Nils Durner's Blog Ahas, Breadcrumbs, Coding Epiphanies

Microsoft Copilot Chat

Microsoft has launched Copilot Chat, an offering similar to ChatGPT:

It seems generally free to use. There are some advanced features¹ on a pay-per-use basis, and a $30 subscription model with even more advanced integrations.

(¹ “Agents”; which are based on OpenAI Assistants?)

Notes:

  • The blog post mentions “web grounding”, but that doesn’t seem to be actually available (in the EU)?
  • When used via corporate SSO login, Enterprise Data Protection is enabled
  • As I wrote elsewhere: “Confusingly, providers also offer AI assistants that lure with the same AI model names but create different conditions for the underlying language model through their orientation, fine-tuning, and product design. These AI assistants include products like Claude from Anthropic, ChatGPT from OpenAI, Gemini from Google, and Bing Copilot from Microsoft.”. Copilot Chat falls in the same category. Example: when used for the SVG (kind-of a programming language, like HTML, but for vector graphics) of a pelican riding a bike, it won’t oblige like the original GPT-4o model does, but displays a pixel image inline:

Microsoft Copilot Chat screenshot: pelican on a bike

Despite this being dressed up for business, Gen. AI remains perilous and should be handled with care. Also, don’t rely on it for last-minute work as the usage limits are unclear. Again, as I wrote elsewhere: “Within the respective usage plans of these AI assistants, one must also expect non-transparent usage restrictions that may unexpectedly deny users further use or suddenly downgrade them to a particularly low-performance language model within the same model family.”

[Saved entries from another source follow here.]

//! Input snapshot
//!
//! The kernel never polls devices. The frame driver hands the
//! [`InputSystem`] a [`RawInput`] each frame, and the system derives an
//! immutable [`InputState`] whose button queries report
//! None/Pressed/Released/Held by comparing the current and previous frame.

use std::collections::HashSet;

use bitflags::bitflags;
use serde::{Deserialize, Serialize};

use crate::config::InputConfig;
use crate::foundation::math::Vec2;

/// Per-frame state of a digital button
#[derive(Debug, Clone, Copy, PartialEq, Eq, Hash)]
pub enum ButtonState {
    /// Up this frame and last frame
    None,
    /// Went down this frame
    Pressed,
    /// Went up this frame
    Released,
    /// Down this frame and last frame
    Held,
}

impl ButtonState {
    /// Derive the state from the previous and current raw values
    pub fn from_values(previous: bool, current: bool) -> Self {
        match (previous, current) {
            (false, false) => Self::None,
            (false, true) => Self::Pressed,
            (true, false) => Self::Released,
            (true, true) => Self::Held,
        }
    }
}

/// Key codes
#[derive(Debug, Clone, Copy, PartialEq, Eq, Hash, Serialize, Deserialize)]
pub enum KeyCode {
    /// A key
    A,
    /// B key
    B,
    /// C key
    C,
    /// D key
    D,
    /// E key
    E,
    /// F key
    F,
    /// G key
    G,
    /// H key
    H,
    /// I key
    I,
    /// J key
    J,
    /// K key
    K,
    /// L key
    L,
    /// M key
    M,
    /// N key
    N,
    /// O key
    O,
    /// P key
    P,
    /// Q key
    Q,
    /// R key
    R,
    /// S key
    S,
    /// T key
    T,
    /// U key
    U,
    /// V key
    V,
    /// W key
    W,
    /// X key
    X,
    /// Y key
    Y,
    /// Z key
    Z,
    /// Space key
    Space,
    /// Enter key
    Enter,
    /// Escape key
    Escape,
    /// Up arrow
    Up,
    /// Down arrow
    Down,
    /// Left arrow
    Left,
    /// Right arrow
    Right,
}

/// Mouse buttons
#[derive(Debug, Clone, Copy, PartialEq, Eq, Hash)]
pub enum MouseButton {
    /// Left mouse button
    Left,
    /// Right mouse button
    Right,
    /// Middle mouse button
    Middle,
}

bitflags! {
    /// Raw mouse button mask
    #[derive(Debug, Clone, Copy, PartialEq, Eq, Hash, Default)]
    pub struct MouseButtons: u32 {
        /// Left button down
        const LEFT = 1 << 0;
        /// Middle button down
        const MIDDLE = 1 << 1;
        /// Right button down
        const RIGHT = 1 << 2;
    }
}

impl From<MouseButton> for MouseButtons {
    fn from(button: MouseButton) -> Self {
        match button {
            MouseButton::Left => Self::LEFT,
            MouseButton::Right => Self::RIGHT,
            MouseButton::Middle => Self::MIDDLE,
        }
    }
}

/// Game controller buttons
#[derive(Debug, Clone, Copy, PartialEq, Eq, Hash)]
pub enum ControllerButton {
    /// Bottom face button
    A,
    /// Right face button
    B,
    /// Left face button
    X,
    /// Top face button
    Y,
    /// Back / select
    Back,
    /// Start
    Start,
    /// Left shoulder
    LeftShoulder,
    /// Right shoulder
    RightShoulder,
    /// D-pad up
    DPadUp,
    /// D-pad down
    DPadDown,
    /// D-pad left
    DPadLeft,
    /// D-pad right
    DPadRight,
}

/// Keyboard snapshot
#[derive(Debug, Clone, Default)]
pub struct KeyboardState {
    current: HashSet<KeyCode>,
    previous: HashSet<KeyCode>,
}

impl KeyboardState {
    /// True while `key` is down
    pub fn key_value(&self, key: KeyCode) -> bool {
        self.current.contains(&key)
    }

    /// Transition of `key` since last frame
    pub fn key_state(&self, key: KeyCode) -> ButtonState {
        ButtonState::from_values(self.previous.contains(&key), self.current.contains(&key))
    }
}

/// Mouse snapshot
#[derive(Debug, Clone, Default)]
pub struct MouseState {
    current: MouseButtons,
    previous: MouseButtons,
    position: Vec2,
    scroll_wheel: Vec2,
    relative: bool,
}

impl MouseState {
    /// True while `button` is down
    pub fn button_value(&self, button: MouseButton) -> bool {
        self.current.contains(button.into())
    }

    /// Transition of `button` since last frame
    pub fn button_state(&self, button: MouseButton) -> ButtonState {
        let mask = MouseButtons::from(button);
        ButtonState::from_values(self.previous.contains(mask), self.current.contains(mask))
    }

    /// Cursor position, or motion since last frame in relative mode
    pub fn position(&self) -> Vec2 {
        self.position
    }

    /// Scroll accumulated this frame on both axes
    pub fn scroll_wheel(&self) -> Vec2 {
        self.scroll_wheel
    }

    /// Whether the mouse reports relative motion
    pub fn is_relative(&self) -> bool {
        self.relative
    }
}

/// Controller snapshot with filtered analog values
#[derive(Debug, Clone, Default)]
pub struct ControllerState {
    current: HashSet<ControllerButton>,
    previous: HashSet<ControllerButton>,
    left_stick: Vec2,
    right_stick: Vec2,
    left_trigger: f32,
    right_trigger: f32,
    connected: bool,
}

impl ControllerState {
    /// True while `button` is down
    pub fn button_value(&self, button: ControllerButton) -> bool {
        self.current.contains(&button)
    }

    /// Transition of `button` since last frame
    pub fn button_state(&self, button: ControllerButton) -> ButtonState {
        ButtonState::from_values(self.previous.contains(&button), self.current.contains(&button))
    }

    /// Left stick, each axis in [-1, 1]
    pub fn left_stick(&self) -> Vec2 {
        self.left_stick
    }

    /// Right stick, each axis in [-1, 1]
    pub fn right_stick(&self) -> Vec2 {
        self.right_stick
    }

    /// Left trigger in [0, 1]
    pub fn left_trigger(&self) -> f32 {
        self.left_trigger
    }

    /// Right trigger in [0, 1]
    pub fn right_trigger(&self) -> f32 {
        self.right_trigger
    }

    /// Whether a controller is attached
    pub fn is_connected(&self) -> bool {
        self.connected
    }
}

/// Immutable per-frame input snapshot handed to components
#[derive(Debug, Clone, Default)]
pub struct InputState {
    /// Keyboard
    pub keyboard: KeyboardState,
    /// Mouse
    pub mouse: MouseState,
    /// Controller
    pub controller: ControllerState,
}

/// Raw controller readings in device units
#[derive(Debug, Clone, Default)]
pub struct RawController {
    /// Buttons currently down
    pub buttons: Vec<ControllerButton>,
    /// Left stick axes
    pub left_stick: (i32, i32),
    /// Right stick axes
    pub right_stick: (i32, i32),
    /// Left trigger
    pub left_trigger: i32,
    /// Right trigger
    pub right_trigger: i32,
}

/// Raw device readings supplied by the frame driver
#[derive(Debug, Clone, Default)]
pub struct RawInput {
    /// Keys currently down
    pub keys: Vec<KeyCode>,
    /// Mouse buttons currently down
    pub mouse_buttons: MouseButtons,
    /// Cursor position or relative motion
    pub mouse_position: Vec2,
    /// Whether the mouse is in relative mode
    pub relative_mouse: bool,
    /// Controller readings, `None` when disconnected
    pub controller: Option<RawController>,
}

/// Builds the [`InputState`] snapshot frame by frame
pub struct InputSystem {
    state: InputState,
    config: InputConfig,
}

impl InputSystem {
    /// Create an input system with the given analog filtering settings
    pub fn new(config: InputConfig) -> Self {
        Self {
            state: InputState::default(),
            config,
        }
    }

    /// Roll the current values into the previous frame before new readings arrive
    pub fn prepare_for_update(&mut self) {
        let state = &mut self.state;
        state.keyboard.previous = std::mem::take(&mut state.keyboard.current);
        state.mouse.previous = state.mouse.current;
        state.mouse.scroll_wheel = Vec2::zeros();
        state.controller.previous = std::mem::take(&mut state.controller.current);
    }

    /// Accumulate a scroll event received between frames
    pub fn add_scroll(&mut self, delta: Vec2) {
        self.state.mouse.scroll_wheel += delta;
    }

    /// Take this frame's raw readings
    pub fn update(&mut self, raw: &RawInput) {
        let state = &mut self.state;
        state.keyboard.current = raw.keys.iter().copied().collect();

        state.mouse.current = raw.mouse_buttons;
        state.mouse.position = raw.mouse_position;
        state.mouse.relative = raw.relative_mouse;

        let controller = &mut state.controller;
        match &raw.controller {
            Some(pad) => {
                controller.connected = true;
                controller.current = pad.buttons.iter().copied().collect();
                controller.left_trigger = filter_1d(pad.left_trigger, &self.config);
                controller.right_trigger = filter_1d(pad.right_trigger, &self.config);
                controller.left_stick = filter_2d(pad.left_stick.0, pad.left_stick.1, &self.config);
                controller.right_stick = filter_2d(pad.right_stick.0, pad.right_stick.1, &self.config);
            }
            None => {
                controller.connected = false;
                controller.current.clear();
                controller.left_trigger = 0.0;
                controller.right_trigger = 0.0;
                controller.left_stick = Vec2::zeros();
                controller.right_stick = Vec2::zeros();
            }
        }

        log::trace!("Input updated: {} keys down", state.keyboard.current.len());
    }

    /// The current snapshot
    pub fn state(&self) -> &InputState {
        &self.state
    }
}

/// Map a raw trigger value to [-1, 1] with a dead zone
pub fn filter_1d(input: i32, config: &InputConfig) -> f32 {
    let magnitude = input.unsigned_abs() as f32;
    let dead_zone = config.trigger_dead_zone as f32;
    let max = config.trigger_max as f32;

    if magnitude <= dead_zone {
        return 0.0;
    }

    let value = ((magnitude - dead_zone) / (max - dead_zone)).min(1.0);
    value.copysign(input as f32)
}

/// Map raw stick axes to a vector of length at most 1 with a radial dead zone
pub fn filter_2d(input_x: i32, input_y: i32, config: &InputConfig) -> Vec2 {
    let dir = Vec2::new(input_x as f32, input_y as f32);
    let length = dir.magnitude();

    if length < config.stick_dead_zone || length <= 0.0 {
        return Vec2::zeros();
    }

    let value = ((length - config.stick_dead_zone) / (config.stick_max - config.stick_dead_zone))
        .clamp(0.0, 1.0);
    dir * (value / length)
}

#[cfg(test)]
mod tests {
    use super::*;
    use approx::assert_relative_eq;

    #[test]
    fn test_key_transitions() {
        let mut input = InputSystem::new(InputConfig::default());
        let frames: [&[KeyCode]; 4] = [&[KeyCode::W], &[KeyCode::W], &[], &[]];
        let expected = [ButtonState::Pressed, ButtonState::Held, ButtonState::Released, ButtonState::None];

        for (keys, state) in frames.iter().zip(expected) {
            input.prepare_for_update();
            input.update(&RawInput { keys: keys.to_vec(), ..RawInput::default() });
            assert_eq!(input.state().keyboard.key_state(KeyCode::W), state);
        }
    }

    #[test]
    fn test_mouse_buttons_and_scroll() {
        let mut input = InputSystem::new(InputConfig::default());

        input.prepare_for_update();
        input.add_scroll(Vec2::new(0.0, 2.0));
        input.update(&RawInput { mouse_buttons: MouseButtons::LEFT, ..RawInput::default() });
        let mouse = &input.state().mouse;
        assert_eq!(mouse.button_state(MouseButton::Left), ButtonState::Pressed);
        assert!(!mouse.button_value(MouseButton::Right));
        assert_relative_eq!(mouse.scroll_wheel(), Vec2::new(0.0, 2.0));

        input.prepare_for_update();
        input.update(&RawInput { mouse_buttons: MouseButtons::RIGHT, ..RawInput::default() });
        let mouse = &input.state().mouse;
        assert_eq!(mouse.button_state(MouseButton::Left), ButtonState::Released);
        assert_eq!(mouse.button_state(MouseButton::Right), ButtonState::Pressed);
        assert_relative_eq!(mouse.scroll_wheel(), Vec2::zeros());
    }

    #[test]
    fn test_trigger_filter() {
        let config = InputConfig::default();
        assert_eq!(filter_1d(200, &config), 0.0);
        assert_eq!(filter_1d(30000, &config), 1.0);
        assert_eq!(filter_1d(32767, &config), 1.0);
        assert_relative_eq!(filter_1d(-15125, &config), -0.5, epsilon = 1e-4);
    }

    #[test]
    fn test_stick_filter() {
        let config = InputConfig::default();
        assert_relative_eq!(filter_2d(4000, 4000, &config), Vec2::zeros());

        let full = filter_2d(0, 32000, &config);
        assert_relative_eq!(full, Vec2::new(0.0, 1.0), epsilon = 1e-6);

        let half = filter_2d(19000, 0, &config);
        assert_relative_eq!(half, Vec2::new(0.5, 0.0), epsilon = 1e-4);
    }

    #[test]
    fn test_centred_stick_without_dead_zone() {
        let config = InputConfig { stick_dead_zone: 0.0, ..InputConfig::default() };
        assert_eq!(filter_2d(0, 0, &config), Vec2::zeros());

        let small = filter_2d(300, 0, &config);
        assert_relative_eq!(small, Vec2::new(0.01, 0.0), epsilon = 1e-5);
    }

    #[test]
    fn test_disconnected_controller_reads_zero() {
        let mut input = InputSystem::new(InputConfig::default());
        input.prepare_for_update();
        input.update(&RawInput {
            controller: Some(RawController {
                buttons: vec![ControllerButton::A],
                right_trigger: 30000,
                ..RawController::default()
            }),
            ..RawInput::default()
        });
        let pad = &input.state().controller;
        assert!(pad.is_connected());
        assert_eq!(pad.button_state(ControllerButton::A), ButtonState::Pressed);
        assert_eq!(pad.right_trigger(), 1.0);

        input.prepare_for_update();
        input.update(&RawInput::default());
        let pad = &input.state().controller;
        assert!(!pad.is_connected());
        assert_eq!(pad.button_state(ControllerButton::A), ButtonState::Released);
        assert_eq!(pad.right_trigger(), 0.0);
    }
}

  • Web search is enabled and used automatically
    Copilot chat response with web references
    • (⚠️ Search-enabled AI is a very messy affair. I have done several tests/examinations and the best advice I can think of is to use it to just find something you reasonably know is true/exists/can be challenged: „Is there evidence that…“, „Find the article that…“. Then, review the original source presented. Don‘t rely on the „summaries“ presented by the AI, these can be wrong. Also, different products vary wildly, but ChatGPT is among the best I have tries. Be very cautious here.)
  • the model that is used underneath seems rather weak - GPT-4o mini, perhaps? If you appreciate the Claude model (which Mario talked about at Town Hall), you may be disappointed. Copilot Chat shines for the Search integration, not because it‘d be a powerful LLM. It may not be best for translation tasks, but I would like to hear about experiences from others.
  • “Pages” reminds me of OpenAI Canvas, but is less powerful.
  • Code Interpreter also works. Sample prompt: “Use Code Interpreter to determine if this year is a leap year.”